Activity — Show every line of the material that follows in which the word "tables" occurs.

Extracted records —
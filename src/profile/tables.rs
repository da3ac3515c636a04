//! Built-in US state tables (EIA/DOE/NREL capacity, 2024 consumption estimates,
//! residential retail prices, 2020 census population).

/// Installed capacity in MW, ordered nuclear, coal, gas, hydro, wind, solar, geothermal, biomass.
pub(super) const CAPACITY_MW: &[(&str, [f64; 8])] = &[
    ("AL", [5084.0, 10350.0, 13250.0, 3280.0, 0.0, 589.0, 0.0, 363.0]),
    ("AK", [0.0, 450.0, 2100.0, 1540.0, 62.0, 22.0, 0.0, 50.0]),
    ("AZ", [3937.0, 3940.0, 20500.0, 2718.0, 268.0, 4796.0, 0.0, 113.0]),
    ("AR", [1792.0, 3170.0, 12750.0, 1448.0, 1545.0, 482.0, 0.0, 322.0]),
    ("CA", [2256.0, 0.0, 45600.0, 13650.0, 5972.0, 15472.0, 2732.0, 1327.0]),
    ("CO", [0.0, 3550.0, 9300.0, 2000.0, 4980.0, 1743.0, 0.0, 93.0]),
    ("CT", [2090.0, 0.0, 7950.0, 145.0, 5.0, 765.0, 0.0, 344.0]),
    ("DE", [0.0, 0.0, 3430.0, 0.0, 2.0, 259.0, 0.0, 23.0]),
    ("FL", [3189.0, 5930.0, 53100.0, 38.0, 0.0, 4368.0, 0.0, 1507.0]),
    ("GA", [4330.0, 8690.0, 29600.0, 1932.0, 0.0, 2964.0, 0.0, 1027.0]),
    ("HI", [0.0, 180.0, 1750.0, 38.0, 206.0, 1078.0, 38.0, 126.0]),
    ("ID", [0.0, 35.0, 620.0, 2500.0, 973.0, 101.0, 15.0, 21.0]),
    ("IL", [11582.0, 10690.0, 15100.0, 38.0, 5984.0, 680.0, 0.0, 245.0]),
    ("IN", [0.0, 14860.0, 11200.0, 127.0, 2453.0, 695.0, 0.0, 287.0]),
    ("IA", [615.0, 5630.0, 5750.0, 139.0, 11660.0, 157.0, 0.0, 144.0]),
    ("KS", [1166.0, 2900.0, 8730.0, 2.0, 7016.0, 103.0, 0.0, 38.0]),
    ("KY", [0.0, 12580.0, 8100.0, 853.0, 12.0, 144.0, 0.0, 270.0]),
    ("LA", [2052.0, 2540.0, 33800.0, 192.0, 0.0, 569.0, 0.0, 826.0]),
    ("ME", [0.0, 0.0, 1580.0, 726.0, 933.0, 258.0, 0.0, 767.0]),
    ("MD", [1829.0, 2380.0, 10900.0, 566.0, 191.0, 1563.0, 0.0, 233.0]),
    ("MA", [696.0, 0.0, 13400.0, 536.0, 117.0, 3664.0, 0.0, 599.0]),
    ("MI", [4163.0, 9860.0, 16100.0, 446.0, 2062.0, 538.0, 0.0, 455.0]),
    ("MN", [1730.0, 4510.0, 8970.0, 200.0, 3699.0, 936.0, 0.0, 582.0]),
    ("MS", [1410.0, 2280.0, 18900.0, 0.0, 0.0, 243.0, 0.0, 464.0]),
    ("MO", [1190.0, 8680.0, 10400.0, 564.0, 1143.0, 238.0, 0.0, 125.0]),
    ("MT", [0.0, 2330.0, 680.0, 2685.0, 695.0, 117.0, 0.0, 26.0]),
    ("NE", [1236.0, 2060.0, 4480.0, 73.0, 2379.0, 145.0, 0.0, 38.0]),
    ("NV", [0.0, 1635.0, 11300.0, 1132.0, 152.0, 3264.0, 735.0, 23.0]),
    ("NH", [1245.0, 0.0, 2930.0, 453.0, 185.0, 373.0, 0.0, 503.0]),
    ("NJ", [3479.0, 0.0, 17400.0, 15.0, 11.0, 3819.0, 0.0, 335.0]),
    ("NM", [0.0, 2470.0, 6870.0, 78.0, 1800.0, 953.0, 0.0, 22.0]),
    ("NY", [4125.0, 0.0, 31700.0, 5080.0, 2042.0, 3396.0, 0.0, 586.0]),
    ("NC", [5043.0, 8980.0, 26700.0, 2056.0, 208.0, 6783.0, 0.0, 1021.0]),
    ("ND", [0.0, 3570.0, 1170.0, 593.0, 4427.0, 10.0, 0.0, 12.0]),
    ("OH", [2128.0, 14920.0, 19100.0, 131.0, 738.0, 684.0, 0.0, 258.0]),
    ("OK", [0.0, 5560.0, 29400.0, 874.0, 10690.0, 104.0, 0.0, 154.0]),
    ("OR", [1170.0, 0.0, 6740.0, 11170.0, 3213.0, 345.0, 0.0, 431.0]),
    ("PA", [9515.0, 13200.0, 20900.0, 1759.0, 1450.0, 679.0, 0.0, 782.0]),
    ("RI", [0.0, 0.0, 2700.0, 2.0, 56.0, 278.0, 0.0, 18.0]),
    ("SC", [6479.0, 6650.0, 13000.0, 1670.0, 0.0, 1405.0, 0.0, 595.0]),
    ("SD", [0.0, 590.0, 820.0, 1732.0, 1404.0, 15.0, 0.0, 22.0]),
    ("TN", [7174.0, 6040.0, 12400.0, 3963.0, 29.0, 785.0, 0.0, 416.0]),
    ("TX", [5143.0, 19350.0, 83200.0, 677.0, 35754.0, 7729.0, 0.0, 555.0]),
    ("UT", [0.0, 4120.0, 5740.0, 318.0, 391.0, 1374.0, 38.0, 17.0]),
    ("VT", [0.0, 0.0, 360.0, 449.0, 149.0, 236.0, 0.0, 155.0]),
    ("VA", [3898.0, 2620.0, 22900.0, 802.0, 0.0, 1886.0, 0.0, 884.0]),
    ("WA", [1174.0, 1370.0, 10900.0, 22430.0, 3395.0, 245.0, 0.0, 350.0]),
    ("WV", [0.0, 13040.0, 3600.0, 345.0, 686.0, 53.0, 0.0, 39.0]),
    ("WI", [1135.0, 4920.0, 11100.0, 517.0, 752.0, 304.0, 0.0, 525.0]),
    ("WY", [0.0, 6620.0, 1640.0, 310.0, 1810.0, 48.0, 0.0, 4.0]),
];

/// Annual consumption in MWh.
pub(super) const CONSUMPTION_MWH: &[(&str, f64)] = &[
    ("TX", 478_000_000.0),
    ("CA", 278_000_000.0),
    ("FL", 258_000_000.0),
    ("NY", 156_000_000.0),
    ("PA", 147_000_000.0),
    ("IL", 144_000_000.0),
    ("OH", 142_000_000.0),
    ("GA", 137_000_000.0),
    ("NC", 133_000_000.0),
    ("MI", 108_000_000.0),
    ("VA", 118_000_000.0),
    ("IN", 106_000_000.0),
    ("TN", 99_000_000.0),
    ("AZ", 92_000_000.0),
    ("LA", 89_000_000.0),
    ("WI", 73_000_000.0),
    ("MO", 84_000_000.0),
    ("AL", 87_000_000.0),
    ("SC", 82_000_000.0),
    ("KY", 80_000_000.0),
    ("WA", 94_000_000.0),
    ("OR", 52_000_000.0),
    ("OK", 65_000_000.0),
    ("CO", 58_000_000.0),
    ("CT", 31_000_000.0),
    ("IA", 52_000_000.0),
    ("MS", 49_000_000.0),
    ("AR", 49_000_000.0),
    ("KS", 43_000_000.0),
    ("UT", 32_000_000.0),
    ("NV", 36_000_000.0),
    ("NM", 23_000_000.0),
    ("NE", 30_000_000.0),
    ("WV", 30_000_000.0),
    ("ID", 25_000_000.0),
    ("HI", 10_000_000.0),
    ("ME", 12_000_000.0),
    ("NH", 12_000_000.0),
    ("RI", 8_000_000.0),
    ("MT", 14_000_000.0),
    ("DE", 12_000_000.0),
    ("SD", 11_000_000.0),
    ("ND", 20_000_000.0),
    ("AK", 6_800_000.0),
    ("VT", 6_000_000.0),
    ("WY", 15_000_000.0),
    ("MA", 58_000_000.0),
    ("MD", 66_000_000.0),
    ("MN", 71_000_000.0),
    ("NJ", 82_000_000.0),
];

/// Base retail price in cents per kWh.
pub(super) const BASE_PRICE_CENTS: &[(&str, f64)] = &[
    ("HI", 32.5),
    ("AK", 23.8),
    ("CT", 22.1),
    ("MA", 21.8),
    ("NH", 20.6),
    ("CA", 19.9),
    ("RI", 19.3),
    ("VT", 18.4),
    ("NY", 17.8),
    ("ME", 16.7),
    ("NJ", 16.2),
    ("MD", 13.9),
    ("PA", 13.3),
    ("DE", 12.8),
    ("IL", 12.6),
    ("AZ", 12.4),
    ("NV", 12.1),
    ("MI", 11.9),
    ("WI", 11.7),
    ("MN", 11.5),
    ("OH", 11.3),
    ("GA", 11.2),
    ("FL", 11.1),
    ("NC", 10.9),
    ("SC", 10.8),
    ("TX", 10.7),
    ("VA", 10.6),
    ("TN", 10.5),
    ("IN", 10.3),
    ("MO", 10.2),
    ("KY", 10.0),
    ("AL", 9.8),
    ("MS", 9.7),
    ("LA", 9.5),
    ("AR", 9.4),
    ("IA", 9.3),
    ("KS", 9.2),
    ("OK", 9.1),
    ("NE", 9.0),
    ("SD", 8.9),
    ("ND", 8.8),
    ("MT", 8.7),
    ("WY", 8.6),
    ("UT", 8.5),
    ("CO", 8.4),
    ("NM", 8.3),
    ("ID", 8.2),
    ("OR", 8.1),
    ("WA", 8.0),
    ("WV", 9.6),
];

pub(super) const POPULATION: &[(&str, u64)] = &[
    ("CA", 39_538_223),
    ("TX", 29_145_505),
    ("FL", 21_538_187),
    ("NY", 20_201_249),
    ("PA", 13_002_700),
    ("IL", 12_812_508),
    ("OH", 11_799_448),
    ("GA", 10_711_908),
    ("NC", 10_439_388),
    ("MI", 10_037_261),
    ("NJ", 9_288_994),
    ("VA", 8_631_393),
    ("WA", 7_705_281),
    ("AZ", 7_151_502),
    ("MA", 7_029_917),
    ("TN", 6_910_842),
    ("IN", 6_785_528),
    ("MO", 6_154_913),
    ("MD", 6_177_224),
    ("WI", 5_893_718),
    ("CO", 5_773_714),
    ("MN", 5_706_494),
    ("SC", 5_118_425),
    ("AL", 5_024_279),
    ("LA", 4_657_757),
    ("KY", 4_505_836),
    ("OR", 4_237_256),
    ("OK", 3_959_353),
    ("CT", 3_605_944),
    ("UT", 3_271_616),
    ("IA", 3_190_369),
    ("NV", 3_104_614),
    ("AR", 3_011_524),
    ("MS", 2_961_279),
    ("KS", 2_937_880),
    ("NM", 2_117_522),
    ("NE", 1_961_504),
    ("WV", 1_793_716),
    ("ID", 1_839_106),
    ("HI", 1_455_271),
    ("NH", 1_377_529),
    ("ME", 1_362_359),
    ("RI", 1_097_379),
    ("MT", 1_084_225),
    ("DE", 989_948),
    ("SD", 886_667),
    ("ND", 779_094),
    ("AK", 733_391),
    ("VT", 643_077),
    ("WY", 576_851),
];

pub(super) const STATE_NAMES: &[(&str, &str)] = &[
    ("Alabama", "AL"),
    ("Alaska", "AK"),
    ("Arizona", "AZ"),
    ("Arkansas", "AR"),
    ("California", "CA"),
    ("Colorado", "CO"),
    ("Connecticut", "CT"),
    ("Delaware", "DE"),
    ("Florida", "FL"),
    ("Georgia", "GA"),
    ("Hawaii", "HI"),
    ("Idaho", "ID"),
    ("Illinois", "IL"),
    ("Indiana", "IN"),
    ("Iowa", "IA"),
    ("Kansas", "KS"),
    ("Kentucky", "KY"),
    ("Louisiana", "LA"),
    ("Maine", "ME"),
    ("Maryland", "MD"),
    ("Massachusetts", "MA"),
    ("Michigan", "MI"),
    ("Minnesota", "MN"),
    ("Mississippi", "MS"),
    ("Missouri", "MO"),
    ("Montana", "MT"),
    ("Nebraska", "NE"),
    ("Nevada", "NV"),
    ("New Hampshire", "NH"),
    ("New Jersey", "NJ"),
    ("New Mexico", "NM"),
    ("New York", "NY"),
    ("North Carolina", "NC"),
    ("North Dakota", "ND"),
    ("Ohio", "OH"),
    ("Oklahoma", "OK"),
    ("Oregon", "OR"),
    ("Pennsylvania", "PA"),
    ("Rhode Island", "RI"),
    ("South Carolina", "SC"),
    ("South Dakota", "SD"),
    ("Tennessee", "TN"),
    ("Texas", "TX"),
    ("Utah", "UT"),
    ("Vermont", "VT"),
    ("Virginia", "VA"),
    ("Washington", "WA"),
    ("West Virginia", "WV"),
    ("Wisconsin", "WI"),
    ("Wyoming", "WY"),
];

Response —
filename src/profile/tables.rs
//! Built-in US state tables (EIA/DOE/NREL capacity, 2024 consumption estimates,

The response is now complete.